- **Prompt**: Copy precisely the first line of the material below and every later line, stopping with the line that contains "let _ = self.done.wait_for(|done|".

- **The input**:
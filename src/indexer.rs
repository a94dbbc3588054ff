//! The index builder.
//!
//! One run walks the configured folder, decides per file whether
//! re-extraction is needed, and upserts results into the document store.
//! Runs proceed Discovering -> Extracting -> Complete; the completion signal
//! fires exactly once whether the run succeeds or fails. Per-file extraction
//! failures are logged and skipped; only a setup or store failure ends the
//! run early. All upserts of a run share one transaction, so concurrent
//! queries see either the previous index state or the committed new one.

use std::path::PathBuf;
use std::sync::Arc;
use tokio::sync::watch;
use tokio::task::JoinHandle;
use walkdir::WalkDir;

use crate::config::Config;
use crate::error::EngineError;
use crate::extract::TextExtractor;
use crate::models::UpsertOutcome;
use crate::normalize::normalize;
use crate::progress::{IndexingProgress, ProgressSnapshot};
use crate::store::DocumentStore;

/// File extension of indexable documents, matched case-insensitively.
pub const DOC_EXTENSION: &str = "pdf";

/// Handle to a running (or finished) indexing run.
///
/// Holds the run's progress state for polling and a completion signal for
/// blocking. At most one run may be active per store; starting another
/// before this one completes is a caller bug.
pub struct IndexRun {
    progress: Arc<IndexingProgress>,
    done: watch::Receiver<bool>,
    task: Option<JoinHandle<()>>,
}

impl IndexRun {
    pub fn progress(&self) -> ProgressSnapshot {
        self.progress.snapshot()
    }

    pub fn is_complete(&self) -> bool {
        *self.done.borrow()
    }

    /// Blocks until the run's completion signal has fired and the indexing
    /// task has fully exited. No timeout; runs always terminate.
    pub async fn wait(&mut self) {
        let _ = self.done.wait_for(|done| *done).await;
        if let Some(task) = self.task.take() {
            let _ = task.await;
        }
    }
}

/// Starts an indexing run on a background task and returns its handle.
pub fn spawn(
    store: DocumentStore,
    config: Config,
    extractor: Arc<dyn TextExtractor>,
) -> IndexRun {
    let progress = IndexingProgress::new();
    let done = progress.subscribe();

    let task = {
        let progress = Arc::clone(&progress);
        tokio::spawn(async move {
            if let Err(e) = run(&store, &config, extractor.as_ref(), &progress).await {
                tracing::error!("indexing run failed: {e}");
                progress.set_status(format!("indexing failed: {e}"));
            }
            progress.complete();
        })
    };

    IndexRun {
        progress,
        done,
        task: Some(task),
    }
}

async fn run(
    store: &DocumentStore,
    config: &Config,
    extractor: &dyn TextExtractor,
    progress: &IndexingProgress,
) -> Result<(), EngineError> {
    progress.set_status(format!(
        "scanning {} for documents...",
        config.source.folder.display()
    ));

    let files = discover(config)?;
    progress.set_total(files.len() as u64);
    progress.set_status("updating index; existing entries remain searchable...");

    let mut tx = store.pool().begin().await?;
    let mut inserted = 0u64;
    let mut updated = 0u64;

    for path in &files {
        // Count attempts, not successes: the progress bar tracks how far
        // through the candidate list the run is.
        progress.advance();

        if config.is_excluded(path) {
            continue;
        }

        let metadata = match std::fs::metadata(path) {
            Ok(m) => m,
            Err(e) => {
                tracing::warn!("skipping {}: {e}", path.display());
                continue;
            }
        };
        let modified_at = modified_secs(&metadata);
        let path_str = path.display().to_string();

        let stored = DocumentStore::last_modified_in(&mut *tx, &path_str).await?;
        let stale = stored.map_or(true, |s| s < modified_at);
        if !stale {
            continue;
        }

        // Extraction is attempted only for new or stale files.
        let raw = match extractor.extract(path) {
            Ok(text) => text,
            Err(e) => {
                tracing::warn!("extraction failed, skipping: {e}");
                continue;
            }
        };
        let content = normalize(&raw);
        if content.is_empty() {
            // Never overwrite a previously good row with nothing.
            continue;
        }

        match DocumentStore::upsert_if_stale_in(&mut *tx, &path_str, &content, modified_at).await? {
            UpsertOutcome::Inserted => inserted += 1,
            UpsertOutcome::Updated => updated += 1,
            UpsertOutcome::Skipped => {}
        }
    }

    tx.commit().await?;

    progress.set_status(format!(
        "index complete: {} files scanned, {} added, {} updated",
        files.len(),
        inserted,
        updated
    ));
    Ok(())
}

/// Enumerates candidate files under the source folder, sorted for
/// deterministic processing order.
fn discover(config: &Config) -> Result<Vec<PathBuf>, EngineError> {
    let folder = &config.source.folder;
    if !folder.is_dir() {
        return Err(EngineError::Setup {
            path: folder.clone(),
        });
    }

    let walker = if config.source.recurse_on_index {
        WalkDir::new(folder)
    } else {
        WalkDir::new(folder).max_depth(1)
    };

    let mut files = Vec::new();
    for entry in walker {
        let entry = match entry {
            Ok(e) => e,
            Err(e) => {
                tracing::warn!("skipping unreadable entry: {e}");
                continue;
            }
        };
        if !entry.file_type().is_file() {
            continue;
        }
        let is_doc = entry
            .path()
            .extension()
            .map_or(false, |ext| ext.eq_ignore_ascii_case(DOC_EXTENSION));
        if is_doc {
            files.push(entry.into_path());
        }
    }

    files.sort();
    Ok(files)
}

fn modified_secs(metadata: &std::fs::Metadata) -> i64 {
    metadata
        .modified()
        .ok()
        .and_then(|t| t.duration_since(std::time::UNIX_EPOCH).ok())
        .map(|d| d.as_secs() as i64)
        .unwrap_or(0)
}

#[cfg(test)]
mod tests {
    use super::*;
    use crate::config::{IndexConfig, SourceConfig};
    use std::fs;

    fn test_config(folder: PathBuf, recurse: bool) -> Config {
        Config {
            source: SourceConfig {
                folder,
                exclude_patterns: Vec::new(),
                recurse_on_index: recurse,
            },
            index: IndexConfig {
                path: PathBuf::from("/unused/docdex.sqlite"),
            },
        }
    }

    #[test]
    fn discover_filters_by_extension() {
        let tmp = tempfile::TempDir::new().unwrap();
        fs::write(tmp.path().join("a.pdf"), "x").unwrap();
        fs::write(tmp.path().join("b.PDF"), "x").unwrap();
        fs::write(tmp.path().join("c.txt"), "x").unwrap();

        let files = discover(&test_config(tmp.path().to_path_buf(), false)).unwrap();
        let names: Vec<_> = files
            .iter()
            .map(|p| p.file_name().unwrap().to_string_lossy().to_string())
            .collect();
        assert_eq!(names, vec!["a.pdf", "b.PDF"]);
    }

    #[test]
    fn discover_respects_recursion_flag() {
        let tmp = tempfile::TempDir::new().unwrap();
        fs::write(tmp.path().join("top.pdf"), "x").unwrap();
        fs::create_dir(tmp.path().join("sub")).unwrap();
        fs::write(tmp.path().join("sub/nested.pdf"), "x").unwrap();

        let flat = discover(&test_config(tmp.path().to_path_buf(), false)).unwrap();
        assert_eq!(flat.len(), 1);

        let deep = discover(&test_config(tmp.path().to_path_buf(), true)).unwrap();
        assert_eq!(deep.len(), 2);
    }

    #[test]
    fn discover_missing_folder_is_setup_error() {
        let err = discover(&test_config(PathBuf::from("/no/such/folder"), false)).unwrap_err();
        assert!(matches!(err, EngineError::Setup { .. }));
    }
}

- **Solution**:
filename src/indexer.rs
repository a94dbbc3588054ff
//! The index builder.
//!
//! One run walks the configured folder, decides per file whether
//! re-extraction is needed, and upserts results into the document store.
//! Runs proceed Discovering -> Extracting -> Complete; the completion signal
//! fires exactly once whether the run succeeds or fails. Per-file extraction
//! failures are logged and skipped; only a setup or store failure ends the
//! run early. All upserts of a run share one transaction, so concurrent
//! queries see either the previous index state or the committed new one.

use std::path::PathBuf;
use std::sync::Arc;
use tokio::sync::watch;
use tokio::task::JoinHandle;
use walkdir::WalkDir;

use crate::config::Config;
use crate::error::EngineError;
use crate::extract::TextExtractor;
use crate::models::UpsertOutcome;
use crate::normalize::normalize;
use crate::progress::{IndexingProgress, ProgressSnapshot};
use crate::store::DocumentStore;

/// File extension of indexable documents, matched case-insensitively.
pub const DOC_EXTENSION: &str = "pdf";

/// Handle to a running (or finished) indexing run.
///
/// Holds the run's progress state for polling and a completion signal for
/// blocking. At most one run may be active per store; starting another
/// before this one completes is a caller bug.
pub struct IndexRun {
    progress: Arc<IndexingProgress>,
    done: watch::Receiver<bool>,
    task: Option<JoinHandle<()>>,
}

impl IndexRun {
    pub fn progress(&self) -> ProgressSnapshot {
        self.progress.snapshot()
    }

    pub fn is_complete(&self) -> bool {
        *self.done.borrow()
    }

    /// Blocks until the run's completion signal has fired and the indexing
    /// task has fully exited. No timeout; runs always terminate.
    pub async fn wait(&mut self) {
        let _ = self.done.wait_for(|done| *done).await;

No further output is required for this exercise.